--- Input Enclosed Below ---

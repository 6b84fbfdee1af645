//! Per-collection statistics: molecular weights, lengths and id listings.

use crate::alphabet::{Alphabet, GAP_BYTES};
use crate::collection::SequenceCollection;
use crate::weights::ResidueWeights;

/// Estimated mass of one record in Daltons.
#[derive(Debug, Clone, PartialEq)]
#[cfg_attr(feature = "serde", derive(serde::Serialize, serde::Deserialize))]
pub struct MolecularWeight {
    pub id: String,
    pub single_strand: f64,
    /// Duplex mass; only reported for DNA.
    pub double_strand: Option<f64>,
}

fn chain_mass(residues: &[char], mass: impl Fn(char) -> f64, water: f64) -> f64 {
    if residues.is_empty() {
        return 0.0;
    }
    let sum: f64 = residues.iter().map(|&c| mass(c)).sum();
    // One water is lost per bond.
    sum - (residues.len() as f64 - 1.0) * water
}

/// Molecular weight of every record, using `weights` for residue masses.
///
/// Gap symbols are ignored. DNA records also get a double-strand mass that
/// adds the complementary strand.
pub fn molecular_weight(
    collection: &SequenceCollection,
    weights: &ResidueWeights,
) -> Vec<MolecularWeight> {
    collection
        .iter()
        .map(|rec| {
            let residues: Vec<char> = rec
                .residues
                .chars()
                .filter(|c| c.is_ascii() && !GAP_BYTES.contains(&(*c as u8)))
                .collect();
            let single_strand = chain_mass(&residues, |c| weights.mass(c), weights.water);
            let double_strand = (rec.alphabet == Alphabet::Dna).then(|| {
                single_strand
                    + chain_mass(&residues, |c| weights.complement_mass(c), weights.water)
            });
            MolecularWeight {
                id: rec.id.clone(),
                single_strand,
                double_strand,
            }
        })
        .collect()
}

/// Residue count of every record, gaps included.
pub fn seq_lengths(collection: &SequenceCollection) -> Vec<(String, usize)> {
    collection
        .iter()
        .map(|rec| (rec.id.clone(), rec.residues.len()))
        .collect()
}

pub fn num_seqs(collection: &SequenceCollection) -> usize {
    collection.len()
}

/// Mean residue count over all records.
pub fn ave_seq_length(collection: &SequenceCollection) -> f64 {
    if collection.is_empty() {
        return 0.0;
    }
    let total: usize = collection.iter().map(|r| r.residues.len()).sum();
    total as f64 / collection.len() as f64
}

/// Ids separated by tabs, `columns` per row, each row newline-terminated.
///
/// A `columns` of zero lists one id per row.
pub fn list_ids(collection: &SequenceCollection, columns: usize) -> String {
    let ids: Vec<&str> = collection.ids().collect();
    let mut out = String::new();
    for row in ids.chunks(columns.max(1)) {
        out.push_str(&row.join("\t"));
        out.push('\n');
    }
    out
}

#[cfg(test)]
mod tests {
    use super::*;
    use crate::format::Format;
    use crate::record::SequenceRecord;

    fn collection(records: &[(&str, &str)], alphabet: Alphabet) -> SequenceCollection {
        let records = records
            .iter()
            .map(|(id, res)| SequenceRecord::new(*id, *res, alphabet).unwrap())
            .collect();
        SequenceCollection::new(records, Format::Fasta).unwrap()
    }

    #[test]
    fn protein_weight_subtracts_water() {
        let col = collection(&[("p", "GA")], Alphabet::Protein);
        let mw = molecular_weight(&col, &ResidueWeights::protein());
        let expected = 75.03 + 89.09 - 18.015;
        assert!((mw[0].single_strand - expected).abs() < 1e-9);
        assert!(mw[0].double_strand.is_none());
    }

    #[test]
    fn dna_has_double_strand() {
        let col = collection(&[("d", "A-T")], Alphabet::Dna);
        let mw = molecular_weight(&col, &ResidueWeights::for_alphabet(Alphabet::Dna));
        let ss = 331.2218 + 322.2085 - 18.015;
        assert!((mw[0].single_strand - ss).abs() < 1e-9);
        // AT is its own complement
        assert!((mw[0].double_strand.unwrap() - 2.0 * ss).abs() < 1e-9);
    }

    #[test]
    fn rna_single_strand_only() {
        let col = collection(&[("r", "ACGU")], Alphabet::Rna);
        let mw = molecular_weight(&col, &ResidueWeights::rna());
        assert!(mw[0].double_strand.is_none());
    }

    #[test]
    fn lengths_and_means() {
        let col = collection(&[("a", "ACGT"), ("b", "AC-")], Alphabet::Dna);
        assert_eq!(
            seq_lengths(&col),
            vec![("a".to_string(), 4), ("b".to_string(), 3)]
        );
        assert_eq!(num_seqs(&col), 2);
        assert_eq!(ave_seq_length(&col), 3.5);
    }

    #[test]
    fn id_listing_columns() {
        let col = collection(&[("a", "A"), ("b", "C"), ("c", "G")], Alphabet::Dna);
        assert_eq!(list_ids(&col, 2), "a\tb\nc\n");
        assert_eq!(list_ids(&col, 0), "a\nb\nc\n");
        assert_eq!(list_ids(&col, 10), "a\tb\tc\n");
    }
}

--- End of Enclosed Input ---

— Directions for this task —
Bring together every line in the entries that holds the string "expected".

— Response —
        let expected = 75.03 + 89.09 - 18.015;
        assert!((mw[0].single_strand - expected).abs() < 1e-9);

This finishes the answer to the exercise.